Title: Innate immunity, therapeutic targets and monoclonal antibodies in SARS-CoV-2 infection
Description:
COVID-19 (coronavirus disease 2019), caused by SARS-CoV-2 (severe acute respiratory syndrome coronavirus 2), stands as one of the most severe pandemics the world has ever faced in recent times.
SARS-CoV-2 infection exhibits a wide range of symptoms, varying from severe manifestations to mild cases and even asymptomatic carriers.
This diversity stems from a multitude of factors, including genetic predisposition, viral variants, and immune status.
During SARS-CoV-2 infection, the immune system engages pattern recognition receptors, setting off a series of intricate signalling cascades.
These cascades culminate in the activation of innate immune responses, including induction of type I and type III interferons.
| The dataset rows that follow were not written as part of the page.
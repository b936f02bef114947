//! fish's Global Interpreter Lock, the fishgil.
//!
//! The GIL serializes "execution threads": cooperatively scheduled threads of fish script, such as
//! concurrently running functions, pipeline stages and backgrounded blocks. At most one execution
//! thread runs script at any instant. IO threads (see [`crate::threads`]) are not execution
//! threads; they never take the GIL.
//!
//! The GIL also owns the list of scheduler observers. An observer is notified as execution threads
//! are spawned, scheduled, unscheduled and destroyed; this is the mechanism by which logically
//! thread-local state - like the process-wide working directory - is swapped in and out around
//! each context switch.

use crate::flog::FLOG;
use std::collections::{HashMap, VecDeque};
use std::path::PathBuf;
use std::sync::atomic::{AtomicU64, Ordering};
use std::sync::{Arc, Condvar, Mutex};

/// Identifies one execution thread. Monotonically assigned, never recycled.
pub type ThreadId = u64;

/// An observer of scheduling events. The default implementations do nothing, so concrete
/// observers override only the hooks they care about.
///
/// All hooks are invoked with the GIL's internal lock held, and must be infallible: they perform
/// only swaps of already-allocated state, and chdir, whose failure is logged and ignored.
/// For any context switch from thread A to thread B, `will_unschedule(A)` completes before
/// `did_schedule(B)` begins.
pub trait ScheduleObserver: Send {
    fn did_spawn(&mut self, tid: ThreadId) {
        let _ = tid;
    }
    fn will_destroy(&mut self, tid: ThreadId) {
        let _ = tid;
    }
    fn did_schedule(&mut self, tid: ThreadId) {
        let _ = tid;
    }
    fn will_unschedule(&mut self, tid: ThreadId) {
        let _ = tid;
    }
}

/// One execution thread, as known to the GIL. This is a handle: it is shared between the kernel
/// thread running the script body, the GIL's run queue, and whoever wishes to wait for the thread.
pub struct GilThread {
    tid: ThreadId,
    /// Our private monitor. We sleep on this in run() until we are scheduled.
    /// It is always used with the GIL's own mutex.
    monitor: Condvar,
}

pub type GilThreadRef = Arc<GilThread>;

static LAST_TID: AtomicU64 = AtomicU64::new(0);

impl GilThread {
    pub fn new() -> GilThreadRef {
        Arc::new(GilThread {
            tid: 1 + LAST_TID.fetch_add(1, Ordering::Relaxed),
            monitor: Condvar::new(),
        })
    }

    pub fn tid(&self) -> ThreadId {
        self.tid
    }
}

#[derive(Default)]
struct GilImpl {
    /// Scheduling observers.
    observers: Vec<Box<dyn ScheduleObserver>>,

    /// List of threads blocked in run(), waiting to be scheduled.
    waitqueue: VecDeque<GilThreadRef>,

    /// The currently running thread.
    owner: Option<GilThreadRef>,
}

impl GilImpl {
    /// Schedule the next thread if nothing is scheduled.
    fn schedule_if_needed(&mut self) {
        // Do nothing if we're already scheduled, or if we have nothing to schedule.
        if self.owner.is_some() || self.waitqueue.is_empty() {
            return;
        }
        let thread = self.waitqueue.pop_front().unwrap();
        self.owner = Some(thread);
        self.owner.as_ref().unwrap().monitor.notify_one();
    }
}

pub struct Gil {
    impl_: Mutex<GilImpl>,
}

impl Gil {
    /// Construct a GIL with no observers. Most callers want the shared [`gil()`] instead.
    pub fn new() -> Self {
        Gil {
            impl_: Mutex::new(GilImpl::default()),
        }
    }

    /// Register a new execution thread. Fires `did_spawn` on every observer, with the GIL held.
    /// This does not schedule the thread; it must still call [`run()`](Self::run).
    pub fn spawn(&self, thread: &GilThreadRef) {
        let mut imp = self.impl_.lock().unwrap();
        FLOG!(gil, "spawn tid", thread.tid);
        for obs in &mut imp.observers {
            obs.did_spawn(thread.tid);
        }
    }

    /// Acquire the run lock. Upon return, the thread will be scheduled and `did_schedule` will
    /// have fired.
    pub fn run(&self, thread: &GilThreadRef) {
        let mut imp = self.impl_.lock().unwrap();
        debug_assert!(
            !imp.waitqueue.iter().any(|t| Arc::ptr_eq(t, thread)),
            "Thread is already enqueued"
        );

        // Put ourselves onto the waitqueue and wait until we are scheduled.
        imp.waitqueue.push_back(Arc::clone(thread));
        imp.schedule_if_needed();
        while !is_owner(&imp, thread) {
            imp = thread.monitor.wait(imp).unwrap();
        }
        // Note that we are now scheduled.
        FLOG!(gil, "schedule tid", thread.tid);
        for obs in &mut imp.observers {
            obs.did_schedule(thread.tid);
        }
    }

    /// Release the given thread, which must own the lock. Fires `will_unschedule`, then hands the
    /// lock to the next waiter (if any). The thread must call run() again to be rescheduled.
    pub fn release(&self, thread: &GilThreadRef) {
        let mut imp = self.impl_.lock().unwrap();
        assert!(is_owner(&imp, thread), "Thread to release was not running");
        FLOG!(gil, "unschedule tid", thread.tid);
        for obs in &mut imp.observers {
            obs.will_unschedule(thread.tid);
        }
        imp.owner = None;
        imp.schedule_if_needed();
    }

    /// Yield the given thread, which must own the lock. Upon return, the thread reacquires the
    /// lock. This goes to the back of the queue: it is not a no-op if the queue is nonempty.
    pub fn yield_thread(&self, thread: &GilThreadRef) {
        self.release(thread);
        self.run(thread);
    }

    /// Unregister an execution thread, which must be neither running nor enqueued. Fires
    /// `will_destroy` on every observer, with the GIL held.
    pub fn destroy(&self, thread: &GilThreadRef) {
        let mut imp = self.impl_.lock().unwrap();
        assert!(
            !is_owner(&imp, thread),
            "Cannot destroy a scheduled thread"
        );
        assert!(
            !imp.waitqueue.iter().any(|t| Arc::ptr_eq(t, thread)),
            "Cannot destroy an enqueued thread"
        );
        FLOG!(gil, "destroy tid", thread.tid);
        for obs in &mut imp.observers {
            obs.will_destroy(thread.tid);
        }
    }

    /// Return true if the given thread is scheduled. This is racey unless called from that
    /// thread.
    pub fn is_scheduled(&self, thread: &GilThreadRef) -> bool {
        let imp = self.impl_.lock().unwrap();
        is_owner(&imp, thread)
    }

    /// Add an observer. Observers should be registered before scheduling begins: an observer
    /// never hears `did_spawn` for threads spawned before it was added.
    pub fn add_observer(&self, obs: Box<dyn ScheduleObserver>) {
        let mut imp = self.impl_.lock().unwrap();
        imp.observers.push(obs);
    }

    /// Test hook: the number of threads blocked in run(), waiting to be scheduled.
    #[cfg(test)]
    pub(crate) fn waitqueue_len(&self) -> usize {
        self.impl_.lock().unwrap().waitqueue.len()
    }
}

fn is_owner(imp: &GilImpl, thread: &GilThreadRef) -> bool {
    imp.owner
        .as_ref()
        .is_some_and(|owner| Arc::ptr_eq(owner, thread))
}

thread_local! {
    /// The execution thread owned by this kernel thread, if any. Each execution thread runs on
    /// its own kernel thread, so plain thread local storage suffices.
    static CURRENT_THREAD: std::cell::RefCell<Option<GilThreadRef>> =
        const { std::cell::RefCell::new(None) };
}

/// Mark the given execution thread as owned by the calling kernel thread.
pub fn set_current_thread(thread: &GilThreadRef) {
    CURRENT_THREAD.with(|t| *t.borrow_mut() = Some(Arc::clone(thread)));
}

/// Return the execution thread owned by the calling kernel thread, if any. Code running outside
/// any script thread (e.g. on the main thread before scheduling begins) gets None.
pub fn current_thread() -> Option<GilThreadRef> {
    CURRENT_THREAD.with(|t| t.borrow().clone())
}

/// An explicit cooperative yield point, for long-running script loops: atomically release the GIL
/// and reacquire it, letting queued execution threads take a turn. A no-op when the caller is not
/// a script thread.
pub fn yield_point() {
    if let Some(thread) = current_thread() {
        gil().yield_thread(&thread);
    }
}

/// The shared GIL. This comes with the cwd observer installed, so each execution thread sees its
/// own working directory.
pub fn gil() -> &'static Gil {
    static GIL: once_cell::sync::Lazy<Gil> = once_cell::sync::Lazy::new(|| {
        let gil = Gil::new();
        gil.add_observer(Box::new(CwdObserver::default()));
        gil
    });
    &GIL
}

/// An observer which saves and restores the current working directory of each execution thread.
/// The cwd is process-wide state in the OS sense, but logically per execution thread.
#[derive(Default)]
struct CwdObserver {
    tid_to_pwd: HashMap<ThreadId, PathBuf>,
}

impl CwdObserver {
    fn get_current_directory() -> PathBuf {
        match std::env::current_dir() {
            Ok(cwd) => cwd,
            Err(_) => PathBuf::from("/"),
        }
    }
}

impl ScheduleObserver for CwdObserver {
    fn did_spawn(&mut self, tid: ThreadId) {
        self.tid_to_pwd.insert(tid, Self::get_current_directory());
    }

    fn will_destroy(&mut self, tid: ThreadId) {
        let erased = self.tid_to_pwd.remove(&tid);
        assert!(erased.is_some(), "tid not found in CwdObserver");
    }

    fn will_unschedule(&mut self, tid: ThreadId) {
        // Save the cwd.
        let slot = self
            .tid_to_pwd
            .get_mut(&tid)
            .expect("tid not found in CwdObserver");
        *slot = Self::get_current_directory();
    }

    fn did_schedule(&mut self, tid: ThreadId) {
        let pwd = self
            .tid_to_pwd
            .get(&tid)
            .expect("tid not found in CwdObserver");
        if let Err(err) = std::env::set_current_dir(pwd) {
            // Observer hooks are infallible; a chdir failure here leaves us in the previous
            // thread's directory until the script next calls cd.
            FLOG!(gil_observer, "chdir failed on schedule:", err);
        }
        // The fchdir serializer caches the last directory set through it; we just changed the
        // cwd behind its back.
        crate::chdir::invalidate_cached_cwd();
    }
}

/// A per-execution-thread variable holder, in the manner of thread local storage. It manages
/// copies of the variable keyed by tid, swapping the per-tid slot with the published value as
/// threads are scheduled and unscheduled. The accessors are unchanged: readers always see the
/// value belonging to the currently scheduled thread.
struct PerThreadVar<T> {
    /// Map from thread id to the (suspended) value for that thread.
    tid_to_vals: HashMap<ThreadId, T>,

    /// The published variable, shared with the owning [`ExecTld`].
    published: Arc<Mutex<T>>,
}

impl<T: Clone + Send> ScheduleObserver for PerThreadVar<T> {
    fn did_spawn(&mut self, tid: ThreadId) {
        let snapshot = self.published.lock().unwrap().clone();
        let prev = self.tid_to_vals.insert(tid, snapshot);
        assert!(
            prev.is_none(),
            "PerThreadVar should always freshly insert in did_spawn"
        );
    }

    fn will_destroy(&mut self, tid: ThreadId) {
        let erased = self.tid_to_vals.remove(&tid);
        assert!(erased.is_some(), "PerThreadVar should always have erased");
    }

    fn will_unschedule(&mut self, tid: ThreadId) {
        let slot = self
            .tid_to_vals
            .get_mut(&tid)
            .expect("tid not found in PerThreadVar::will_unschedule");
        std::mem::swap(slot, &mut *self.published.lock().unwrap());
    }

    fn did_schedule(&mut self, tid: ThreadId) {
        let slot = self
            .tid_to_vals
            .get_mut(&tid)
            .expect("tid not found in PerThreadVar::did_schedule");
        std::mem::swap(slot, &mut *self.published.lock().unwrap());
    }
}

/// A holder for a value of type T, with one logical copy per execution thread. Declaring one
/// registers a [`PerThreadVar`] observer with the shared GIL; thereafter the published value
/// tracks whichever execution thread is scheduled.
///
/// A freshly spawned thread starts with a snapshot of the value published at spawn time.
pub struct ExecTld<T> {
    published: Arc<Mutex<T>>,
}

impl<T: Clone + Send + 'static> ExecTld<T> {
    pub fn new(value: T) -> Self {
        let published = Arc::new(Mutex::new(value));
        gil().add_observer(Box::new(PerThreadVar {
            tid_to_vals: HashMap::new(),
            published: Arc::clone(&published),
        }));
        ExecTld { published }
    }

    /// Get a copy of the live value.
    pub fn get(&self) -> T {
        self.published.lock().unwrap().clone()
    }

    /// Replace the live value.
    pub fn set(&self, value: T) {
        *self.published.lock().unwrap() = value;
    }

    /// Run `f` with a reference to the live value.
    pub fn with<R>(&self, f: impl FnOnce(&T) -> R) -> R {
        f(&self.published.lock().unwrap())
    }

    /// Run `f` with a mutable reference to the live value.
    pub fn with_mut<R>(&self, f: impl FnOnce(&mut T) -> R) -> R {
        f(&mut self.published.lock().unwrap())
    }
}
The emerging variants of SARS-CoV-2 pose challenges to the innate immune system defense.
Therefore, investigating the innate immune response is crucial for effectively combating SARS-CoV-2 and its variants.
The cyclic guanosine monophosphate-adenosine monophoshate synthase-stimulator of interferon genes (cGAS-STING) pathway, a critical innate immune mechanism, represents a promising target for intervention at multiple stages to reduce the severity and progression of SARS-CoV-2 infection.
This review explores innate immunity in SARS-CoV-2 infection and other immune responses critical for SARS-CoV-2 defence.
As part of the therapeutic approach, we extend our review to highlight monoclonal antibodies (mAbs) as emerging and effective therapeutics for controlling SARS-CoV-2 by targeting different stages of the innate immune system.
A diverse range of mAbs has been explored to address specific targets within the innate immune pathways.
A deep understanding of innate immunity and targeted monoclonal therapeutics will be instrumental in combating viruses and their variants, laying the foundation for enhanced treatment and therapeutic strategies.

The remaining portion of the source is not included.